However, Cai discloses: based on the first verdicts satisfying evaluation criteria, inputting one or more feature vectors of the first recrawling data into a trained model to obtain a flipping verdict as output, wherein the flipping verdict indicates whether to flip the stored verdict from malicious to benign after the first time window (“In the present example, the network device 202 further includes a feedback and reporting module 220 configured to send the identified static features to the machine-learning training module 210 for training. The sandbox module 218 may also update the feature vector of the file based on identified static features and use the machine-learning based file processing module 216 to reclassify the file based on the updated feature vector. The feedback and reporting module 220 may also send feedback and/or an alter to other network devices or other sandbox appliances. The feedback and reporting and module 220 may use a universal security language via a standardized reporting framework to categorize malware techniques and report the identified threat (which may also be referred to herein as malware). In one embodiment, the module 220 may share threat intelligence across a fully integrated security architecture to automate breach protection in real-time as threats are discovered” [0043] [Examiner notes that this text is working on an existing file-reclassification showing that there was already a stored classification. The “updated feature vectors” are new information gathered from the file, fulfilling the recrawling/updated data part. The reclassification is explicitly done using a machine-leaning module and it is reclassifying (deciding to update the prior label if the new data warrants it, showing the flipping verdict/updating classification action)]).

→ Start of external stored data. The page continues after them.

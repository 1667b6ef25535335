use nom::bytes::complete::take;
use nom::number::complete::le_u16;
use nom::IResult;
use serde::Serialize;

use common::err::{TbrError, TbrResult};

use crate::b_type::LogEventType;
use crate::column::column_type::ColumnType;
use crate::column::field_len::value_len;
use crate::events::event_header::Header;
use crate::events::protocol::table_map_event::TableMapEvent;
use crate::utils::{finish, le_u48, read_len_enc_num};

#[derive(Debug, Serialize, PartialEq, Eq, Clone, Copy)]
pub enum RowsKind {
    Write,
    Update,
    Delete,
}

/// Row based replication event: INSERT, UPDATE or DELETE broken into
/// row images. The table is referenced by the table_id established by a
/// preceding TABLE_MAP event.
///
/// Post-header: table_id u48, flags u16, and for the v2 encodings
/// (types 30..32) an extra-data block preceded by its u16 length. Body:
/// length encoded column count, a used-columns bitmap (two of them for
/// UPDATE: before and after image), then the packed row images. Row
/// values are never decoded here; only their sizes are computed to walk
/// the buffer.
#[derive(Debug, Serialize, PartialEq, Eq, Clone)]
pub struct RowsEvent {
    pub header: Header,

    pub kind: RowsKind,

    pub table_id: u64,

    pub flags: u16,

    pub columns_number: u64,

    /// Used-columns bitmap; for UPDATE this covers the before image.
    pub used_columns: Vec<u8>,

    /// Second bitmap of an UPDATE, covering the after image.
    pub used_columns_update: Option<Vec<u8>>,

    /// Raw row images.
    pub rows: Vec<u8>,
}

impl RowsEvent {
    pub fn parse(payload: &[u8], header: &Header, event_type: LogEventType) -> TbrResult<RowsEvent> {
        let kind = match event_type {
            LogEventType::WriteRowsEventV1 | LogEventType::WriteRowsEvent => RowsKind::Write,
            LogEventType::UpdateRowsEventV1 | LogEventType::UpdateRowsEvent => RowsKind::Update,
            LogEventType::DeleteRowsEventV1 | LogEventType::DeleteRowsEvent => RowsKind::Delete,
            other => {
                return Err(TbrError::MalformedEvent(format!(
                    "{:?} is not a rows event",
                    other
                )))
            }
        };
        finish(
            parse_inner(payload, header, kind, event_type.is_rows_v2()),
            "rows event",
        )
    }

    /// Walk the row buffer and return the byte size of every row image,
    /// sized by the column metadata of the given table map. UPDATE
    /// events alternate before and after images.
    pub fn image_sizes(&self, table_map: &TableMapEvent) -> TbrResult<Vec<usize>> {
        let mut sizes = Vec::new();
        let mut cursor = 0usize;
        let mut after_image = false;

        while cursor < self.rows.len() {
            let bitmap = if after_image {
                self.used_columns_update.as_deref().unwrap_or(&self.used_columns)
            } else {
                &self.used_columns
            };
            let size = self.one_image_len(table_map, bitmap, &self.rows[cursor..])?;
            sizes.push(size);
            cursor += size;
            if self.kind == RowsKind::Update {
                after_image = !after_image;
            }
        }

        Ok(sizes)
    }

    fn one_image_len(
        &self,
        table_map: &TableMapEvent,
        used_bitmap: &[u8],
        image: &[u8],
    ) -> TbrResult<usize> {
        let used_count = count_set_bits(used_bitmap, self.columns_number as usize);
        let null_bytes = (used_count + 7) / 8;
        if image.len() < null_bytes {
            return Err(TbrError::MalformedEvent(
                "Row image shorter than its null bitmap".to_string(),
            ));
        }
        let null_bitmap = &image[..null_bytes];
        let mut offset = null_bytes;

        let mut null_idx = 0usize;
        for col in 0..self.columns_number as usize {
            if !bit_is_set(used_bitmap, col) {
                continue;
            }
            let is_null = bit_is_set(null_bitmap, null_idx);
            null_idx += 1;
            if is_null {
                continue;
            }

            let type_byte = *table_map.column_types.get(col).ok_or_else(|| {
                TbrError::MalformedEvent(format!("No column type for column {}", col))
            })?;
            let column_type = ColumnType::try_from(type_byte).map_err(|_| {
                TbrError::MalformedEvent(format!("Unknown column type {}", type_byte))
            })?;
            let meta = table_map.column_metadata.get(col).copied().unwrap_or(0);

            offset += value_len(column_type, meta, self.rows_tail(image, offset)?)?;
        }

        Ok(offset)
    }

    fn rows_tail<'a>(&self, image: &'a [u8], offset: usize) -> TbrResult<&'a [u8]> {
        image.get(offset..).ok_or_else(|| {
            TbrError::MalformedEvent("Row image shorter than its column values".to_string())
        })
    }
}

fn parse_inner<'a>(
    input: &'a [u8],
    header: &Header,
    kind: RowsKind,
    rows_v2: bool,
) -> IResult<&'a [u8], RowsEvent> {
    let (i, table_id) = le_u48(input)?;
    let (i, flags) = le_u16(i)?;

    // v2 extra data, length includes its own two bytes
    let i = if rows_v2 {
        let (i, extra_len) = le_u16(i)?;
        let (i, _) = take(extra_len.saturating_sub(2))(i)?;
        i
    } else {
        i
    };

    let (i, (_, columns_number)) = read_len_enc_num(i)?;
    let bitmap_len = (columns_number as usize + 7) / 8;
    let (i, used_columns) = take(bitmap_len)(i)?;

    let (i, used_columns_update) = if kind == RowsKind::Update {
        let (i, bitmap) = take(bitmap_len)(i)?;
        (i, Some(bitmap.to_vec()))
    } else {
        (i, None)
    };

    let (i, rows) = take(i.len())(i)?;

    Ok((
        i,
        RowsEvent {
            header: header.clone(),
            kind,
            table_id,
            flags,
            columns_number,
            used_columns: used_columns.to_vec(),
            used_columns_update,
            rows: rows.to_vec(),
        },
    ))
}

fn bit_is_set(bitmap: &[u8], index: usize) -> bool {
    bitmap
        .get(index / 8)
        .map(|byte| byte & (1 << (index % 8)) != 0)
        .unwrap_or(false)
}

fn count_set_bits(bitmap: &[u8], limit: usize) -> usize {
    (0..limit).filter(|&i| bit_is_set(bitmap, i)).count()
}
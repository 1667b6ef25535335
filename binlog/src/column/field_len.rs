use common::err::{Needed, TbrError, TbrResult};

use crate::column::column_type::ColumnType;

/// Bytes used by the leftover digits of a packed decimal group.
const DIG2BYTES: [usize; 10] = [0, 1, 1, 2, 2, 3, 3, 4, 4, 4];

const DIG_PER_DEC: u16 = 9;

/// On-wire size of one column value inside a row image.
///
/// `meta` is the column's TABLE_MAP metadata word, `field` the row buffer
/// starting at the value. Only the size is computed; values are never
/// decoded. Length-prefixed types read their prefix from `field`.
pub fn value_len(col: ColumnType, meta: u16, field: &[u8]) -> TbrResult<usize> {
    let size = match col {
        ColumnType::Tiny | ColumnType::Year => 1,
        ColumnType::Short => 2,
        ColumnType::Int24 | ColumnType::NewDate | ColumnType::Date | ColumnType::Time => 3,
        ColumnType::Long | ColumnType::Timestamp | ColumnType::Float => 4,
        ColumnType::LongLong | ColumnType::Double | ColumnType::DateTime => 8,
        ColumnType::Null => 0,

        // pre-5.0 packed decimal stores its size in the metadata
        ColumnType::Decimal => (meta & 0xff) as usize,

        ColumnType::NewDecimal => {
            let precision = meta >> 8;
            let scale = meta & 0xff;
            decimal_binary_size(precision, scale)
        }

        ColumnType::String | ColumnType::Enum | ColumnType::Set => {
            // first metadata byte is the real type
            let real_type = ColumnType::try_from((meta >> 8) as u8).unwrap_or(col);
            if real_type == ColumnType::Enum || real_type == ColumnType::Set {
                (meta & 0xff) as usize
            } else {
                1 + read_prefix(field, 1)? as usize
            }
        }

        ColumnType::VarChar => {
            let prefix_len = if meta > 255 { 2 } else { 1 };
            prefix_len + read_prefix(field, prefix_len)? as usize
        }

        ColumnType::Bit => {
            let hi = (meta >> 8) as usize;
            let lo = (meta & 0xff) as usize;
            hi / 8 + usize::from(lo > 0)
        }

        ColumnType::TinyBlob
        | ColumnType::MediumBlob
        | ColumnType::LongBlob
        | ColumnType::Blob
        | ColumnType::Geometry
        | ColumnType::Json => {
            // metadata is the width of the length prefix (1..4)
            let prefix_len = (meta & 0xff) as usize;
            if prefix_len == 0 || prefix_len > 4 {
                return Err(TbrError::MalformedEvent(format!(
                    "Blob length prefix width {} out of range",
                    prefix_len
                )));
            }
            prefix_len + read_prefix(field, prefix_len)? as usize
        }

        // legacy slot reusing the metadata as the size
        ColumnType::VarString => meta as usize,

        // sub-second temporal variants carry their fractional part width
        // in the metadata: base size + ceil(fsp / 2) extra bytes
        ColumnType::Timestamp2 => 4 + fsp_len(meta),
        ColumnType::DateTime2 => 5 + fsp_len(meta),
        ColumnType::Time2 => 3 + fsp_len(meta),
    };
    Ok(size)
}

/// Size of a binary packed decimal with the given precision and scale:
/// each full group of 9 digits costs 4 bytes, the remainder per
/// DIG2BYTES.
fn decimal_binary_size(precision: u16, scale: u16) -> usize {
    let integral = precision.saturating_sub(scale);
    (integral / DIG_PER_DEC) as usize * 4
        + DIG2BYTES[(integral % DIG_PER_DEC) as usize]
        + (scale / DIG_PER_DEC) as usize * 4
        + DIG2BYTES[(scale % DIG_PER_DEC) as usize]
}

fn fsp_len(meta: u16) -> usize {
    ((meta & 0xff) as usize + 1) / 2
}

fn read_prefix(field: &[u8], width: usize) -> TbrResult<u32> {
    if field.len() < width {
        return Err(TbrError::Incomplete(Needed::NoEnoughData));
    }
    let mut value: u32 = 0;
    for (idx, byte) in field[..width].iter().enumerate() {
        value |= (*byte as u32) << (8 * idx);
    }
    Ok(value)
}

It would have been obvious to one of ordinary skill in the art before the effective filing date of the claimed invention to modify Barker with the added structure of Cai to update classifications after recrawling when needed.
Claim 11 recites substantially the same limitation as claim 1, in the form of a non-transitory computer readable medium comprising computer readable program code for implementing the corresponding method, therefore it is rejected under the same rationale. Examiner wants to note that “recrawl the URL n times in a first time window according to a recrawling policy, wherein the recrawling policy specifies n and time intervals between recrawls in the first time window” limitation stated in the claim are read upon in Barker (see Col. 1, lines 54-63). This is because the refresh rate directly corresponds to the “time intervals between recrawls” as it defines when to re-check the website. The determination of whether the refresh rate has expired reflects the logic of the re-crawling policy specifying timing since the system checks when it is time to re-crawl. The re-accessing and re-classifying steps correspond to re-crawling multiple times (n times) within the first window (each refresh triggers another round of crawling and classification. It essentially captures the concept of scheduled, repeated re-crawling based on a timing policy (refresh rate).
Claim 16 recites substantially the same limitation as claim 1, in the form of an apparatus for
implementing the corresponding method, therefore it is rejected under the same rationale.
Regarding claims 2, 12, and 17, a combination of Barker-Cai discloses the system of claims 1/11/16.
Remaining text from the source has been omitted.